MIXED IN TIME AND MODALITY: CURSE OR BLESSING? CROSS-INSTANCE DATA AUGMENTATION FOR WEAKLY SUPERVISED MULTIMODAL TEMPORAL FUSION
Yonggang Zhu, Chao Tian, Zhuqing Jiang, Aidong Men, Haiying Wang, Qingchao Chen
-
SPS
IEEE Members: $11.00
Non-members: $15.00Length: 00:07:21
In multimodal video event localization, we usually leverage feature fusion across different axes, such as the modality and temporal axes, for better context. To reduce the costs of detailed annotations, recent solutions explore weakly supervised settings. However, we observe that when feature fusion meets weakly supervised localization, problems can occur. It may cause ?feature cross-interference?, which produces a smearing effect on the localization result and can't be effectively supervised with conventional multiple instance learning loss.
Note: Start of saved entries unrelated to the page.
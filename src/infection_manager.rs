//! Human disease progression and treatment.
//!
//! An Infected human recovers once `infectiousPeriod` days have passed since
//! infection. Treatment is decided once, when the human is infected; a
//! treated human may also recover earlier, with probability
//! `treatedRecoveryProb` on each day after the infection day. Recovered is
//! final, there is no reinfection.
use log::debug;

use crate::context::Context;
use crate::define_rng;
use crate::error::SimulationError;
use crate::humans::{ContextHumansExt, HumanId, HumanState};
use crate::parameters::ContextParametersExt;
use crate::random::ContextRandomExt;

define_rng!(TreatmentRng);
define_rng!(RecoveryRng);

/// Decide whether a newly infected human is put under treatment.
///
/// # Errors
///
/// Returns a `ConfigurationError` if the parameters were not set.
pub fn draw_treatment(context: &Context) -> Result<bool, SimulationError> {
    let treatment_rate = context.get_parameters()?.treatment_rate;
    Ok(context.sample_bool(TreatmentRng, treatment_rate))
}

/// Recover the Infected humans whose infection ends on `day`, in id order.
/// Returns how many recovered.
///
/// # Errors
///
/// Returns a `ComputationError` if a human state change is invalid.
pub fn progress_infections(context: &mut Context, day: usize) -> Result<usize, SimulationError> {
    let parameters = context.get_parameters()?;
    let infectious_period = parameters.infectious_period;
    let treated_recovery_prob = parameters.treated_recovery_prob;

    let mut recovering: Vec<HumanId> = Vec::new();
    for human in context.get_humans() {
        if human.state != HumanState::Infected {
            continue;
        }
        let days_infected = day.checked_sub(human.infection_day).ok_or_else(|| {
            SimulationError::computation(format!(
                "human {} was infected on day {}, after the current day {day}",
                human.id, human.infection_day
            ))
        })?;
        let recovers = days_infected >= infectious_period
            || (human.under_treatment
                && days_infected > 0
                && context.sample_bool(RecoveryRng, treated_recovery_prob));
        if recovers {
            recovering.push(human.id);
        }
    }

    for &human_id in &recovering {
        context.recover_human(human_id, day)?;
    }
    debug!("day {day}: {} humans recovered", recovering.len());
    Ok(recovering.len())
}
We verify it quantitatively on the audio-visual video parsing (AVVP) task, and propose a cross-instance data-augmentation framework, which can preserve the benefits of feature fusion while providing explicit feedbacks for feature cross-interference. We show that our method can enhance performance of existing models on two weakly supervised audio-visual localization tasks, i.e. AVVP and AVE.